Researchers studied two foot artists, born without arms, to examine if a lifetime of highly-changed experiences can cause new body maps in the brain
UPDATED APR 1, 2020
(Getty Images)
(Getty Images)

Artists who paint with their feet have finely tuned "toe maps" in their brains where each toe can be linked to an area of brain activity. Humans have well-defined hand maps, but this is the first time that similarly robust toe maps have been identified in people, shows a new study.

The findings can help in making advancements in the field of prosthetics or artificial limbs, says a research team from the brain plasticity laboratory led by Dr. Tamar Makin at the Institute of Cognitive Neuroscience, University College London.

The researchers used a technique called functional magnetic resonance imaging or functional MRI (fMRI) that measures brain activity by detecting changes in the blood flow.

According to them, mapping out finger and toe activity in the brain can help advance brain-machine interface technology where the brain learns how to control "each digit (toe)" of a prosthetic. The team adds that the findings also raise questions about how the limbs we use every day are represented in the brain.

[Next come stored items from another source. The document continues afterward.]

use std::fs::File;
use std::io::{self, Write};
use std::path::PathBuf;
use std::sync::Arc;

use log::{debug, error, info};

use crate::message::{Measurement, RssiMsg};
use crate::mote_if::MessageListener;
use crate::Handshake;

/// Writes the measurement of each reply to the output file and releases the handshake.
///
/// The file is recreated for every measurement, so it always holds the latest one only. Replies
/// with a command id that carries no measurement leave it untouched.
#[derive(Debug)]
pub struct ReplyRecorder {
    output: PathBuf,
    handshake: Arc<Handshake>,
}

impl ReplyRecorder {
    /// Creates a recorder writing to `output`.
    pub fn new(output: impl Into<PathBuf>, handshake: Arc<Handshake>) -> Self {
        ReplyRecorder {
            output: output.into(),
            handshake,
        }
    }

    fn record(&self, reply: &RssiMsg) -> io::Result<()> {
        let measurement = match Measurement::from_reply(reply) {
            Some(measurement) => measurement,
            None => {
                debug!("reply with command id {} carries no measurement", reply.cmd_id);
                return Ok(());
            }
        };

        let mut file = File::create(&self.output)?;
        file.write_all(measurement.to_string().as_bytes())?;
        file.flush()?;
        debug!("wrote {:?} to {}", measurement, self.output.display());
        Ok(())
    }
}

impl MessageListener<RssiMsg> for ReplyRecorder {
    fn message_received(&mut self, _to: u16, reply: RssiMsg) {
        let _release = scopeguard::guard(Arc::clone(&self.handshake), |handshake| {
            handshake.release()
        });

        info!(
            "received reply: command id {}, first field {}",
            reply.cmd_id, reply.fields[0]
        );
        if let Err(e) = self.record(&reply) {
            error!("could not write {}: {}", self.output.display(), e);
        }
    }
}
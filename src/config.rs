//! Run configuration.
//!
//! The command line is `rssi-probe -comm <source> <packet-count> <command-id> <node-id>`; the
//! rest comes from the environment, see [`Settings`]. Both are folded into an immutable
//! [`Config`] once at startup.

use std::path::PathBuf;

use clap::Parser;
use envconfig::Envconfig;

use crate::source::Source;
use crate::{Error, ErrorKind, Result};

/// Printed to stderr when the command line is malformed.
pub const USAGE: &str = "usage: rssi-probe -comm <source> <packet-count> <command-id> <node-id>";

/// Literal first argument.
pub const COMM_FLAG: &str = "-comm";

/// Settings taken from the environment.
#[derive(Debug, Clone, PartialEq, Eq, Envconfig)]
pub struct Settings {
    /// File each measurement is written to. On the testbed this is a named pipe.
    #[envconfig(from = "RSSI_PROBE_OUTPUT", default = "/home/gwho/myPipe")]
    pub output: PathBuf,

    /// Source used when the command line gives `-` or an empty source.
    #[envconfig(from = "MOTECOM")]
    pub motecom: Option<String>,

    /// Active message type of the command and reply messages.
    #[envconfig(from = "RSSI_PROBE_AM_TYPE", default = "10")]
    pub am_type: u8,

    /// Node address command packets are sent to.
    #[envconfig(from = "RSSI_PROBE_DEST", default = "0")]
    pub dest: u16,

    /// Active message group stamped on command packets.
    #[envconfig(from = "RSSI_PROBE_GROUP", default = "0")]
    pub group: u8,
}

#[derive(Debug, Parser)]
#[clap(
    name = "rssi-probe",
    disable_help_flag = true,
    disable_version_flag = true
)]
struct Operands {
    #[clap(allow_hyphen_values = true)]
    source: String,
    packet_count: u32,
    command_id: u8,
    node_id: u16,
}

/// Immutable parameters of one probe run.
#[derive(Debug, Clone, PartialEq, Eq)]
pub struct Config {
    /// Link to the base station mote.
    pub source: Source,
    /// One less than the number of packets to send.
    pub packet_count: u32,
    /// Command id carried by every packet.
    pub command_id: u8,
    /// Node under test. Only reported; packets go to [`Config::dest`].
    pub node_id: u16,
    /// Measurement output file.
    pub output: PathBuf,
    /// Active message type of the command and reply messages.
    pub am_type: u8,
    /// Node address command packets are sent to.
    pub dest: u16,
    /// Active message group stamped on command packets.
    pub group: u8,
}

impl Config {
    /// Builds the configuration from the arguments following the program name.
    ///
    /// Anything but exactly five arguments starting with `-comm` is an
    /// [`ErrorKind::InvalidInput`] error, as are operands that do not parse. A negative packet
    /// count is rejected too.
    pub fn from_args<S: AsRef<str>>(args: &[S], settings: &Settings) -> Result<Self> {
        let args: Vec<&str> = args.iter().map(|arg| arg.as_ref()).collect();
        if args.len() != 5 {
            return Err(Error::new(
                ErrorKind::InvalidInput,
                format!("expected 5 arguments, got {}", args.len()),
            ));
        }
        if args[0] != COMM_FLAG {
            return Err(Error::new(
                ErrorKind::InvalidInput,
                format!("expected {} as first argument, got '{}'", COMM_FLAG, args[0]),
            ));
        }

        let operands = Operands::try_parse_from(
            std::iter::once("rssi-probe").chain(args[1..].iter().copied()),
        )
        .map_err(|e| Error::new(ErrorKind::InvalidInput, e.to_string()))?;

        Ok(Config {
            source: Source::resolve(Some(operands.source.as_str()), settings.motecom.as_deref())?,
            packet_count: operands.packet_count,
            command_id: operands.command_id,
            node_id: operands.node_id,
            output: settings.output.clone(),
            am_type: settings.am_type,
            dest: settings.dest,
            group: settings.group,
        })
    }
}
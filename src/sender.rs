use std::sync::Arc;

use log::{debug, error, info};

use crate::message::RssiMsg;
use crate::{Handshake, MoteIf, Result};

/// Sends command packets one at a time, waiting for each reply before the next packet.
#[derive(Debug)]
pub struct PacketSender {
    mote: Arc<MoteIf>,
    handshake: Arc<Handshake>,
    dest: u16,
    am_type: u8,
}

impl PacketSender {
    /// Creates a sender addressing node `dest` with active message type `am_type`.
    pub fn new(mote: Arc<MoteIf>, handshake: Arc<Handshake>, dest: u16, am_type: u8) -> Self {
        PacketSender {
            mote,
            handshake,
            dest,
            am_type,
        }
    }

    /// Sends `count + 1` packets carrying `command_id`.
    ///
    /// Each send is followed by a wait on the handshake, so this returns only after the reply
    /// to the last packet was handled. The first failed send aborts the run and is returned;
    /// nothing is retried. Returns the number of packets sent.
    pub fn send_packets(&self, count: u32, command_id: u8) -> Result<u64> {
        let total = u64::from(count) + 1;
        let mut payload = RssiMsg::default();

        for sent in 0..total {
            payload.set_cmd_id(command_id);
            if let Err(e) = self.mote.send(self.dest, self.am_type, &payload) {
                error!(
                    "sending packet {} of {} over {} failed, giving up: {}",
                    sent + 1,
                    total,
                    self.mote.name(),
                    e
                );
                return Err(e);
            }
            debug!("sent packet {} of {}, waiting for reply", sent + 1, total);
            self.handshake.acquire();
        }

        info!("sent {} packets with command id {}", total, command_id);
        Ok(total)
    }
}

#[cfg(test)]
mod tests {
    use super::*;
    use crate::message::{Message, SerialPacket};
    use crate::transport::{Connection, PacketReader, PacketWriter};
    use crate::{Error, ErrorKind};
    use std::sync::mpsc::{self, Receiver, Sender};

    /// Plays the mote: every packet written is answered by a release of the handshake.
    struct EchoWriter {
        sent: Sender<RssiMsg>,
        handshake: Arc<Handshake>,
        fail_after: Option<usize>,
        writes: usize,
    }

    impl PacketWriter for EchoWriter {
        fn write_packet(&mut self, packet: &[u8]) -> Result<()> {
            if self.fail_after == Some(self.writes) {
                return Err(Error::new(ErrorKind::NoDevice, "unplugged"));
            }
            self.writes += 1;
            let packet = SerialPacket::decode(packet)?;
            self.sent.send(RssiMsg::decode(&packet.payload)?).unwrap();
            self.handshake.release();
            Ok(())
        }
    }

    struct Silent;

    impl PacketReader for Silent {
        fn read_packet(&mut self) -> Result<Vec<u8>> {
            Err(Error::new(ErrorKind::Disconnected, "no replies here"))
        }
    }

    fn sender(fail_after: Option<usize>) -> (PacketSender, Receiver<RssiMsg>) {
        let handshake = Arc::new(Handshake::new(0));
        let (sent, log) = mpsc::channel();
        let writer = EchoWriter {
            sent,
            handshake: Arc::clone(&handshake),
            fail_after,
            writes: 0,
        };
        let mote =
            MoteIf::new(Connection::from_parts("echo", Silent, writer), 0).unwrap();
        (PacketSender::new(Arc::new(mote), handshake, 0, 10), log)
    }

    #[test]
    fn sends_count_plus_one_packets() {
        let (sender, log) = sender(None);
        assert_eq!(sender.send_packets(2, 20).unwrap(), 3);

        let sent: Vec<RssiMsg> = log.try_iter().collect();
        assert_eq!(sent.len(), 3);
        assert!(sent.iter().all(|msg| msg.cmd_id == 20));
    }

    #[test]
    fn zero_count_still_sends_once() {
        let (sender, log) = sender(None);
        assert_eq!(sender.send_packets(0, 22).unwrap(), 1);
        assert_eq!(log.try_iter().count(), 1);
    }

    #[test]
    fn send_failure_aborts_remaining_packets() {
        let (sender, log) = sender(Some(1));
        let err = sender.send_packets(5, 21).unwrap_err();
        assert_eq!(err.kind(), ErrorKind::NoDevice);
        assert_eq!(log.try_iter().count(), 1);
    }
}
//! Packet transports behind a [`Source`].
//!
//! A transport moves whole packets (dispatch byte, header and payload). Serial ports and
//! `network@` sources carry them inside frames, serial forwarders with a length prefix. Every
//! transport is split into a [`PacketReader`] for the dispatch thread and a [`PacketWriter`]
//! for the sender.

use std::fmt;
use std::net::TcpStream;

use log::info;

use crate::source::Source;
use crate::Result;

mod framed;
mod serial;
mod sf;

pub use self::framed::{FramedReader, FramedWriter};
pub use self::sf::{SfReader, SfWriter};

/// Blocking source of packets.
pub trait PacketReader: Send {
    /// Waits for the next packet.
    ///
    /// An error ends the connection; callers do not retry.
    fn read_packet(&mut self) -> Result<Vec<u8>>;
}

/// Sink for packets.
pub trait PacketWriter: Send {
    /// Sends one packet.
    fn write_packet(&mut self, packet: &[u8]) -> Result<()>;
}

/// An open link to a base station mote.
pub struct Connection {
    pub(crate) name: String,
    pub(crate) reader: Box<dyn PacketReader>,
    pub(crate) writer: Box<dyn PacketWriter>,
}

impl Connection {
    /// Assembles a connection from its two halves.
    pub fn from_parts<R, W>(name: impl Into<String>, reader: R, writer: W) -> Self
    where
        R: PacketReader + 'static,
        W: PacketWriter + 'static,
    {
        Connection {
            name: name.into(),
            reader: Box::new(reader),
            writer: Box::new(writer),
        }
    }

    /// Returns a human readable name of the link.
    pub fn name(&self) -> &str {
        &self.name
    }
}

impl fmt::Debug for Connection {
    fn fmt(&self, f: &mut fmt::Formatter<'_>) -> fmt::Result {
        f.debug_struct("Connection")
            .field("name", &self.name)
            .finish_non_exhaustive()
    }
}

/// Opens the link named by `source`.
pub fn open(source: &Source) -> Result<Connection> {
    let connection = match source {
        Source::Serial { port, baud_rate } => serial::open(port, *baud_rate)?,
        Source::Network { host, port } => {
            let stream = TcpStream::connect((host.as_str(), *port))?;
            stream.set_nodelay(true)?;
            let reader = FramedReader::new(stream.try_clone()?, Some(stream.try_clone()?));
            Connection::from_parts(source.to_string(), reader, FramedWriter::new(stream))
        }
        Source::SerialForwarder { host, port } => {
            let mut stream = TcpStream::connect((host.as_str(), *port))?;
            stream.set_nodelay(true)?;
            sf::handshake(&mut stream)?;
            let reader = SfReader::new(stream.try_clone()?);
            Connection::from_parts(source.to_string(), reader, SfWriter::new(stream))
        }
    };
    info!("connected to {}", connection.name());
    Ok(connection)
}
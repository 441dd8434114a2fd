mod mote;

use std::fs;
use std::path::Path;
use std::process::Command;
use std::sync::Arc;
use std::thread;
use std::time::{Duration, SystemTime};

use mote::Link;
use rssi_probe::message::{AM_RSSI_MSG, CMD_RSSI_ALT};
use rssi_probe::{transport, Handshake, MoteIf, PacketSender, ReplyRecorder, Source};
use tempfile::TempDir;

fn wait_for_file<P: AsRef<Path>>(path: P, timeout: Duration) -> Result<(), ()> {
    let end = SystemTime::now() + timeout;

    loop {
        if path.as_ref().exists() {
            return Ok(());
        }

        if SystemTime::now() > end {
            return Err(());
        }

        thread::sleep(Duration::from_millis(100));
    }
}

/// Probe a simulated mote sitting on the far end of a pseudo terminal pair.
#[test]
#[cfg_attr(not(any(target_os = "linux", target_os = "macos")), ignore)]
fn probe_over_pty() {
    // Create temp dir and pseudo terminal paths.
    let tmp_dir = TempDir::new().unwrap();
    let probe_pty = tmp_dir.path().join("ttyV0");
    let mote_pty = tmp_dir.path().join("ttyV1");
    let output = tmp_dir.path().join("pipe");

    let socat = Command::new("socat")
        .args([
            format!("PTY,link={},raw,echo=0,mode=700", probe_pty.display()),
            format!("PTY,link={},raw,echo=0,mode=700", mote_pty.display()),
        ])
        .spawn();
    let mut socat = match socat {
        Ok(socat) => socat,
        Err(e) => {
            eprintln!("skipping, socat is not available: {}", e);
            return;
        }
    };
    wait_for_file(&probe_pty, Duration::from_millis(1000)).unwrap();
    wait_for_file(&mote_pty, Duration::from_millis(1000)).unwrap();

    let mote_port = serialport::new(mote_pty.to_str().unwrap(), 115200)
        .timeout(Duration::from_millis(100))
        .open()
        .unwrap();
    let mote = thread::spawn(move || mote::serve(mote_port, Link::Framed, [40, 0, 0, 0], 2));

    let source: Source = format!("serial@{}:115200", probe_pty.display())
        .parse()
        .unwrap();
    let mote_if = Arc::new(MoteIf::new(transport::open(&source).unwrap(), 0).unwrap());
    let handshake = Arc::new(Handshake::new(0));
    mote_if.register_listener(
        AM_RSSI_MSG,
        ReplyRecorder::new(&output, Arc::clone(&handshake)),
    );
    let sent = PacketSender::new(mote_if, handshake, 0, AM_RSSI_MSG)
        .send_packets(1, CMD_RSSI_ALT)
        .unwrap();

    assert_eq!(sent, 2);
    assert_eq!(mote.join().unwrap().len(), 2);
    assert_eq!(fs::read_to_string(&output).unwrap(), "-5");

    // Release pseudo terminal pair (by terminating socat).
    socat.kill().unwrap();
    socat.wait().unwrap();
}
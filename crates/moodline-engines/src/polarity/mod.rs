//! Pattern-style polarity and subjectivity scorer.
//!
//! Each known adjective yields an assessment. Intensifiers scale the next
//! assessment, negations damp and flip it, and an exclamation mark boosts
//! the assessment before it. The text's polarity and subjectivity are the
//! means over all assessments.

mod data;

use std::collections::HashMap;

use async_trait::async_trait;
use serde::Serialize;

use crate::engine::SentimentEngine;
use crate::error::SentimentError;
use crate::normalize;
use crate::types::ScoreResult;

use data::{ADJECTIVES, EXCLAMATION_FACTOR, INTENSIFIERS, NEGATIONS, NEGATION_FACTOR};

/// A negation reaches this many tokens ahead.
const NEGATION_WINDOW: usize = 2;

#[derive(Debug, Clone, Copy, PartialEq, Serialize)]
pub struct Sentiment {
    /// Valence in `[-1.0, 1.0]`.
    pub polarity: f64,
    /// Opinion-ladenness in `[0.0, 1.0]`.
    pub subjectivity: f64,
}

#[derive(Debug, Clone, Copy)]
struct Assessment {
    polarity: f64,
    subjectivity: f64,
}

#[derive(Debug, Clone)]
pub struct PolarityAnalyzer {
    adjectives: HashMap<&'static str, (f64, f64)>,
    intensifiers: HashMap<&'static str, f64>,
}

impl Default for PolarityAnalyzer {
    fn default() -> Self {
        Self::new()
    }
}

impl PolarityAnalyzer {
    #[must_use]
    pub fn new() -> Self {
        Self {
            adjectives: ADJECTIVES
                .iter()
                .map(|&(word, polarity, subjectivity)| (word, (polarity, subjectivity)))
                .collect(),
            intensifiers: INTENSIFIERS.iter().copied().collect(),
        }
    }

    /// Score `text`. Text without any known adjective scores `(0.0, 0.0)`.
    #[must_use]
    pub fn sentiment(&self, text: &str) -> Sentiment {
        let mut assessments: Vec<Assessment> = Vec::new();
        let mut intensity: Option<f64> = None;
        let mut since_negation: Option<usize> = None;

        for raw in text.split_whitespace() {
            let word = raw
                .trim_matches(|c: char| !c.is_alphanumeric() && c != '\'')
                .to_lowercase();

            if word.is_empty() {
                // bare punctuation
            } else if is_negation(&word) {
                since_negation = Some(0);
                intensity = None;
            } else if let Some(&factor) = self.intensifiers.get(word.as_str()) {
                intensity = Some(factor);
                since_negation = since_negation.map(|d| d + 1);
            } else if let Some(&(polarity, subjectivity)) = self.adjectives.get(word.as_str()) {
                let mut assessment = Assessment {
                    polarity,
                    subjectivity,
                };
                if let Some(factor) = intensity.take() {
                    assessment.polarity = (assessment.polarity * factor).clamp(-1.0, 1.0);
                    assessment.subjectivity = (assessment.subjectivity * factor).clamp(0.0, 1.0);
                }
                if since_negation.is_some_and(|d| d < NEGATION_WINDOW) {
                    assessment.polarity *= NEGATION_FACTOR;
                }
                assessments.push(assessment);
                since_negation = None;
            } else {
                intensity = None;
                since_negation = since_negation.map(|d| d + 1);
            }

            // An exclamation mark emphasizes the most recent assessment.
            if raw.contains('!') {
                if let Some(last) = assessments.last_mut() {
                    last.polarity = (last.polarity * EXCLAMATION_FACTOR).clamp(-1.0, 1.0);
                }
            }
        }

        mean_sentiment(&assessments)
    }
}

#[async_trait]
impl SentimentEngine for PolarityAnalyzer {
    async fn score(&self, text: &str) -> Result<ScoreResult, SentimentError> {
        Ok(normalize::from_sentiment(&self.sentiment(text)))
    }
}

fn is_negation(word: &str) -> bool {
    NEGATIONS.contains(&word) || word.ends_with("n't")
}

#[allow(clippy::cast_precision_loss)]
fn mean_sentiment(assessments: &[Assessment]) -> Sentiment {
    if assessments.is_empty() {
        return Sentiment {
            polarity: 0.0,
            subjectivity: 0.0,
        };
    }
    let n = assessments.len() as f64;
    Sentiment {
        polarity: assessments.iter().map(|a| a.polarity).sum::<f64>() / n,
        subjectivity: assessments.iter().map(|a| a.subjectivity).sum::<f64>() / n,
    }
}
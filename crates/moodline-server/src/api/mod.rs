mod analyze;

use std::sync::Arc;

use axum::{
    http::{header, HeaderName, Method, StatusCode},
    response::IntoResponse,
    routing::{get, post},
    Json, Router,
};
use moodline_engines::{Dispatcher, SentimentError};
use serde::Serialize;
use tower::ServiceBuilder;
use tower_http::{cors::CorsLayer, trace::TraceLayer};

use crate::middleware::{request_id, REQUEST_ID_HEADER};

#[derive(Clone)]
pub struct AppState {
    pub dispatcher: Arc<Dispatcher>,
}

#[derive(Debug, Serialize)]
pub struct ApiError {
    pub code: String,
    pub detail: String,
    pub request_id: String,
}

#[derive(Debug, Serialize)]
struct RootMessage {
    message: &'static str,
}

impl ApiError {
    pub fn new(
        request_id: impl Into<String>,
        code: impl Into<String>,
        detail: impl Into<String>,
    ) -> Self {
        Self {
            code: code.into(),
            detail: detail.into(),
            request_id: request_id.into(),
        }
    }

    /// The single place where engine errors become HTTP errors.
    pub fn from_sentiment(request_id: String, error: &SentimentError) -> Self {
        match error {
            SentimentError::EmptyInput => {
                Self::new(request_id, "validation_error", error.to_string())
            }
            SentimentError::UnknownLibrary(_) => {
                Self::new(request_id, "invalid_library", error.to_string())
            }
            SentimentError::Http(_)
            | SentimentError::Neural(_)
            | SentimentError::ModelUnavailable(_) => {
                tracing::error!(request_id = %request_id, error = %error, "analysis failed");
                Self::new(request_id, "engine_unavailable", error.to_string())
            }
        }
    }
}

impl IntoResponse for ApiError {
    fn into_response(self) -> axum::response::Response {
        let status = match self.code.as_str() {
            "validation_error" | "invalid_library" => StatusCode::BAD_REQUEST,
            "engine_unavailable" => StatusCode::SERVICE_UNAVAILABLE,
            _ => StatusCode::INTERNAL_SERVER_ERROR,
        };
        (status, Json(self)).into_response()
    }
}

fn build_cors() -> CorsLayer {
    CorsLayer::new()
        .allow_origin(tower_http::cors::Any)
        .allow_methods([Method::GET, Method::POST, Method::OPTIONS])
        .allow_headers([
            header::CONTENT_TYPE,
            HeaderName::from_static(REQUEST_ID_HEADER),
        ])
        .expose_headers([HeaderName::from_static(REQUEST_ID_HEADER)])
}

pub fn build_app(state: AppState) -> Router {
    Router::new()
        .route("/", get(root))
        .route("/analyze", post(analyze::analyze))
        .layer(
            ServiceBuilder::new()
                .layer(TraceLayer::new_for_http())
                .layer(build_cors())
                .layer(axum::middleware::from_fn(request_id)),
        )
        .with_state(state)
}

async fn root() -> impl IntoResponse {
    Json(RootMessage {
        message: "Sentiment Analysis Service is running.",
    })
}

"We investigated two foot artists, born without arms, asking if a lifetime of radically altered bodily experience can cause new body maps in the brain. We provided evidence that complex toe behavior supports organized 'hand-like' activity in the artists' foot and (missing) hand areas, significantly more so than in controls," say researchers in their findings, published in the journal Cell Reports. 

The research team regularly worked with a network of amputee or congenital limbless support groups, limbless musicians, and participants in the Cybathlon (the world's Olympics for robotic prosthetics) to study how the brain adapts to limblessness or changes in limb function.

While the group usually focuses on the hand, the current work focused on two foot artists who paint with their feet as they were born without arms, to learn more about the mysteries of human toe maps.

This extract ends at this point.